▶ _WHAT TO PRODUCE_: The word "absent" marks the lines to find; copy every such line from the data below.
☆ ☆ ☆
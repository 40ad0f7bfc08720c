//! Lenient deserializers for backend records
//!
//! The CRM backend is loosely typed: identifiers arrive as numbers or numeric
//! strings, amounts as numbers or decimal strings, empty strings stand in for
//! missing values and dates come in several shapes. These helpers accept all
//! of those forms so that entity types can keep a single strict shape.

use chrono::{DateTime, NaiveDate, NaiveDateTime, Utc};
use serde::de::Error as _;
use serde::{Deserialize, Deserializer};
use serde_json::Value;

/// Deserialize a required integer identifier.
pub fn lenient_i64<'de, D>(deserializer: D) -> Result<i64, D::Error>
where
    D: Deserializer<'de>,
{
    let value = Value::deserialize(deserializer)?;
    value_to_i64(&value)
        .ok_or_else(|| D::Error::custom(format!("expected integer identifier, got {value}")))
}

/// Deserialize an optional identifier; `null`, `""` and garbage become `None`.
pub fn optional_id<'de, D, T>(deserializer: D) -> Result<Option<T>, D::Error>
where
    D: Deserializer<'de>,
    T: From<i64>,
{
    let value = Value::deserialize(deserializer)?;
    Ok(value_to_i64(&value).map(T::from))
}

/// Deserialize an optional integer (installment numbers and the like).
pub fn optional_i64<'de, D>(deserializer: D) -> Result<Option<i64>, D::Error>
where
    D: Deserializer<'de>,
{
    let value = Value::deserialize(deserializer)?;
    Ok(value_to_i64(&value))
}

/// Deserialize a monetary amount, defaulting to zero when absent or blank.
pub fn amount<'de, D>(deserializer: D) -> Result<f64, D::Error>
where
    D: Deserializer<'de>,
{
    let value = Value::deserialize(deserializer)?;
    match value {
        Value::Null => Ok(0.0),
        Value::String(ref s) if s.trim().is_empty() => Ok(0.0),
        other => value_to_f64(&other)
            .ok_or_else(|| D::Error::custom(format!("expected amount, got {other}"))),
    }
}

/// Deserialize an optional monetary amount.
pub fn optional_amount<'de, D>(deserializer: D) -> Result<Option<f64>, D::Error>
where
    D: Deserializer<'de>,
{
    let value = Value::deserialize(deserializer)?;
    Ok(value_to_f64(&value))
}

/// Deserialize an optional display string. Numbers are stringified, blank
/// strings are treated as missing.
pub fn optional_string<'de, D>(deserializer: D) -> Result<Option<String>, D::Error>
where
    D: Deserializer<'de>,
{
    let value = Value::deserialize(deserializer)?;
    Ok(match value {
        Value::String(s) => {
            let trimmed = s.trim();
            (!trimmed.is_empty()).then(|| trimmed.to_string())
        }
        Value::Number(n) => Some(n.to_string()),
        _ => None,
    })
}

/// Deserialize an optional timestamp in any of the shapes the backend emits.
pub fn optional_datetime<'de, D>(deserializer: D) -> Result<Option<DateTime<Utc>>, D::Error>
where
    D: Deserializer<'de>,
{
    let value = Value::deserialize(deserializer)?;
    Ok(match value {
        Value::String(s) => parse_datetime(&s),
        Value::Number(n) => n.as_i64().and_then(from_epoch),
        _ => None,
    })
}

/// Parse RFC 3339, naive `YYYY-MM-DD[T ]HH:MM:SS[.f]` (assumed UTC) or a
/// bare `YYYY-MM-DD` date (midnight UTC).
pub fn parse_datetime(raw: &str) -> Option<DateTime<Utc>> {
    let raw = raw.trim();
    if raw.is_empty() {
        return None;
    }
    if let Ok(parsed) = DateTime::parse_from_rfc3339(raw) {
        return Some(parsed.with_timezone(&Utc));
    }
    for format in ["%Y-%m-%dT%H:%M:%S%.f", "%Y-%m-%d %H:%M:%S%.f"] {
        if let Ok(naive) = NaiveDateTime::parse_from_str(raw, format) {
            return Some(naive.and_utc());
        }
    }
    NaiveDate::parse_from_str(raw, "%Y-%m-%d")
        .ok()
        .and_then(|date| date.and_hms_opt(0, 0, 0))
        .map(|naive| naive.and_utc())
}

fn from_epoch(value: i64) -> Option<DateTime<Utc>> {
    // Millisecond timestamps are 13 digits for any date after 2001.
    if value.abs() >= 100_000_000_000 {
        DateTime::from_timestamp_millis(value)
    } else {
        DateTime::from_timestamp(value, 0)
    }
}

fn value_to_i64(value: &Value) -> Option<i64> {
    match value {
        Value::Number(n) => n.as_i64().or_else(|| {
            n.as_f64().filter(|f| f.fract() == 0.0).map(|f| f as i64)
        }),
        Value::String(s) => s.trim().parse().ok(),
        _ => None,
    }
}

fn value_to_f64(value: &Value) -> Option<f64> {
    match value {
        Value::Number(n) => n.as_f64(),
        Value::String(s) => s.trim().replace(',', "").parse().ok(),
        _ => None,
    }
}
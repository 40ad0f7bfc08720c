//! Derived money figures: payment classification, per-quotation ledgers and
//! the merged payment summary.

use salestrail_domain::{Payment, Quotation, QuotationId, QuotationSummary};
use serde::{Deserialize, Serialize};

/// Amounts below half a paisa are treated as zero.
const MONEY_EPSILON: f64 = 0.005;

fn is_zero(amount: f64) -> bool {
    amount.abs() < MONEY_EPSILON
}

fn is_positive(amount: f64) -> bool {
    amount >= MONEY_EPSILON
}

/// How a single installment relates to its quotation
#[derive(Debug, Clone, Copy, PartialEq, Eq, Hash, Serialize, Deserialize)]
#[serde(rename_all = "lowercase")]
pub enum PaymentType {
    Full,
    Advance,
    Partial,
}

/// Classify a payment for display.
///
/// `Full` when nothing remains after a non-zero installment, `Advance` for a
/// non-zero first installment, `Partial` otherwise.
pub fn classify_payment_type(payment: &Payment) -> PaymentType {
    let has_amount = is_positive(payment.installment_amount);

    if has_amount && payment.remaining_amount.is_some_and(is_zero) {
        PaymentType::Full
    } else if has_amount && payment.installment_number == Some(1) {
        PaymentType::Advance
    } else {
        PaymentType::Partial
    }
}

/// Overall settlement state across every quotation with a PI
#[derive(Debug, Clone, Copy, PartialEq, Eq, Serialize, Deserialize)]
#[serde(rename_all = "lowercase")]
pub enum SettlementStatus {
    Pending,
    Partial,
    Completed,
}

impl SettlementStatus {
    /// Nothing paid and nothing remaining also reads as `Pending`.
    pub fn from_figures(paid: f64, remaining: f64) -> Self {
        match (is_positive(paid), is_positive(remaining)) {
            (true, true) => Self::Partial,
            (true, false) => Self::Completed,
            (false, _) => Self::Pending,
        }
    }
}

/// Merged payment figures for a lead
#[derive(Debug, Clone, Copy, PartialEq, Serialize, Deserialize)]
pub struct PaymentSummary {
    pub total: f64,
    pub paid: f64,
    pub remaining: f64,
    pub approval_status: SettlementStatus,
}

/// Sum per-quotation summaries into one. `None` when there is nothing to
/// merge.
pub fn merge_summaries<'a>(
    summaries: impl IntoIterator<Item = &'a QuotationSummary>,
) -> Option<PaymentSummary> {
    let mut merged: Option<(f64, f64, f64)> = None;
    for summary in summaries {
        let (total, paid, remaining) = merged.get_or_insert((0.0, 0.0, 0.0));
        *total += summary.total;
        *paid += summary.paid;
        *remaining += summary.remaining;
    }

    merged.map(|(total, paid, remaining)| PaymentSummary {
        total,
        paid,
        remaining,
        approval_status: SettlementStatus::from_figures(paid, remaining),
    })
}

/// Locally computed money figures for one quotation
#[derive(Debug, Clone, Copy, PartialEq, Serialize, Deserialize)]
pub struct QuotationLedger {
    pub quotation_id: QuotationId,
    /// Quotation value
    pub total: f64,
    /// Every installment raised, whatever its approval state
    pub requested: f64,
    /// Approved installments only
    pub paid: f64,
    pub due: f64,
}

/// Build the ledger for `quotation` from payments already resolved to it.
pub fn quotation_ledger<'a>(
    quotation: &Quotation,
    payments: impl IntoIterator<Item = &'a Payment>,
) -> QuotationLedger {
    let (requested, paid) = payments.into_iter().fold((0.0, 0.0), |(requested, paid), payment| {
        let approved =
            if payment.approval_status.is_approved() { payment.installment_amount } else { 0.0 };
        (requested + payment.installment_amount, paid + approved)
    });

    QuotationLedger {
        quotation_id: quotation.id,
        total: quotation.total_amount,
        requested,
        paid,
        due: (quotation.total_amount - paid).max(0.0),
    }
}
//! Backend routes used by the timeline

use std::fmt;

use salestrail_domain::{LeadId, QuotationId};

/// One backend endpoint, with its path parameter.
#[derive(Debug, Clone, Copy, PartialEq, Eq)]
pub enum Route {
    LeadHistory(LeadId),
    Lead(LeadId),
    QuotationsByCustomer(LeadId),
    CancelRequestsByCustomer(LeadId),
    PisByQuotation(QuotationId),
    PaymentsByQuotation(QuotationId),
    QuotationSummary(QuotationId),
}

impl Route {
    /// Path relative to the API base URL, always with a leading slash.
    pub fn path(&self) -> String {
        match self {
            Route::LeadHistory(id) => format!("/leads/{id}/history"),
            Route::Lead(id) => format!("/leads/{id}"),
            Route::QuotationsByCustomer(id) => format!("/quotations/customer/{id}"),
            Route::CancelRequestsByCustomer(id) => format!("/cancel-requests/customer/{id}"),
            Route::PisByQuotation(id) => format!("/proforma-invoices/quotation/{id}"),
            Route::PaymentsByQuotation(id) => format!("/payments/quotation/{id}"),
            Route::QuotationSummary(id) => format!("/payments/quotation/{id}/summary"),
        }
    }

    /// Entity name used in logs.
    pub fn entity(&self) -> &'static str {
        match self {
            Route::LeadHistory(_) => "follow_up",
            Route::Lead(_) => "lead",
            Route::QuotationsByCustomer(_) => "quotation",
            Route::CancelRequestsByCustomer(_) => "cancel_request",
            Route::PisByQuotation(_) => "proforma_invoice",
            Route::PaymentsByQuotation(_) => "payment",
            Route::QuotationSummary(_) => "quotation_summary",
        }
    }
}

impl fmt::Display for Route {
    fn fmt(&self, f: &mut fmt::Formatter<'_>) -> fmt::Result {
        f.write_str(&self.path())
    }
}
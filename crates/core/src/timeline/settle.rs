//! Settle-all combinators for independent, fallible fetches
//!
//! Every fetch the aggregator issues goes through one of these helpers. A
//! failed fetch is logged and collapses to "no result"; it never cancels its
//! siblings and never propagates.

use std::collections::HashMap;
use std::fmt::Display;
use std::future::Future;
use std::hash::Hash;

use futures::future::join_all;
use salestrail_domain::Result;
use tracing::warn;

/// Await one fetch, logging and discarding its error.
pub async fn settle<T, F>(fetch: &'static str, key: impl Display, future: F) -> Option<T>
where
    F: Future<Output = Result<T>>,
{
    match future.await {
        Ok(value) => Some(value),
        Err(err) => {
            warn!(
                fetch,
                key = %key,
                error_kind = err.label(),
                error = %err,
                "fetch failed, continuing without it"
            );
            None
        }
    }
}

/// Await one fetch, substituting the type's default on failure.
pub async fn settle_or_default<T, F>(fetch: &'static str, key: impl Display, future: F) -> T
where
    T: Default,
    F: Future<Output = Result<T>>,
{
    settle(fetch, key, future).await.unwrap_or_default()
}

/// Run one fetch per key concurrently and index the settled results by key.
///
/// Keys whose fetch failed are absent from the map. Completion order is
/// irrelevant: each result travels with the key that produced it.
pub async fn settle_keyed<K, T, F, Fut>(
    fetch: &'static str,
    keys: impl IntoIterator<Item = K>,
    mut make: F,
) -> HashMap<K, T>
where
    K: Copy + Eq + Hash + Display,
    F: FnMut(K) -> Fut,
    Fut: Future<Output = Result<T>>,
{
    let pending = keys.into_iter().map(|key| {
        let future = make(key);
        async move { (key, settle(fetch, key, future).await) }
    });

    join_all(pending)
        .await
        .into_iter()
        .filter_map(|(key, value)| value.map(|value| (key, value)))
        .collect()
}

#[cfg(test)]
mod tests {
    use salestrail_domain::SalesTrailError;

    use super::*;

    #[tokio::test]
    async fn failure_becomes_default() {
        let failed: Vec<u8> = settle_or_default("history", 1, async {
            Err(SalesTrailError::Network("connection reset".into()))
        })
        .await;
        assert!(failed.is_empty());

        let ok = settle("history", 1, async { Ok::<_, SalesTrailError>(vec![1_u8]) }).await;
        assert_eq!(ok, Some(vec![1]));
    }

    #[tokio::test]
    async fn keyed_results_skip_failures_without_cancelling_siblings() {
        let results = settle_keyed("payments", [1_i64, 2, 3], |key| async move {
            if key == 2 {
                Err(SalesTrailError::Http { status: 500, message: "boom".into() })
            } else {
                Ok(key * 10)
            }
        })
        .await;

        assert_eq!(results.len(), 2);
        assert_eq!(results.get(&1), Some(&10));
        assert_eq!(results.get(&2), None);
        assert_eq!(results.get(&3), Some(&30));
    }
}
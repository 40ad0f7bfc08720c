//! Strongly typed identifiers for the entities the timeline correlates

use std::fmt;

use serde::{Deserialize, Serialize};

use super::wire;

macro_rules! entity_id {
    ($(#[$meta:meta])* $name:ident) => {
        $(#[$meta])*
        #[derive(Debug, Clone, Copy, PartialEq, Eq, PartialOrd, Ord, Hash, Serialize, Deserialize)]
        #[serde(transparent)]
        pub struct $name(#[serde(deserialize_with = "wire::lenient_i64")] pub i64);

        impl $name {
            /// Raw backend identifier
            pub fn get(self) -> i64 {
                self.0
            }
        }

        impl From<i64> for $name {
            fn from(value: i64) -> Self {
                Self(value)
            }
        }

        impl fmt::Display for $name {
            fn fmt(&self, f: &mut fmt::Formatter<'_>) -> fmt::Result {
                write!(f, "{}", self.0)
            }
        }
    };
}

entity_id!(
    /// Lead (customer) identifier
    LeadId
);
entity_id!(
    /// Quotation identifier
    QuotationId
);
entity_id!(
    /// Proforma invoice identifier
    PiId
);

impl LeadId {
    /// Validate a caller-supplied lead id. Backend ids are strictly positive.
    pub fn parse(raw: &str) -> crate::Result<Self> {
        let id: i64 = raw
            .trim()
            .parse()
            .map_err(|_| crate::SalesTrailError::InvalidInput(format!("invalid lead id: {raw:?}")))?;
        Self::checked(id)
    }

    /// Reject zero and negative ids.
    pub fn checked(id: i64) -> crate::Result<Self> {
        if id <= 0 {
            return Err(crate::SalesTrailError::InvalidInput(format!(
                "lead id must be positive, got {id}"
            )));
        }
        Ok(Self(id))
    }
}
☆ ☆ ☆
▶ _ANSWER TO THIS EXERCISE_:
/// Deserialize a monetary amount, defaulting to zero when absent or blank.
/// Keys whose fetch failed are absent from the map. Completion order is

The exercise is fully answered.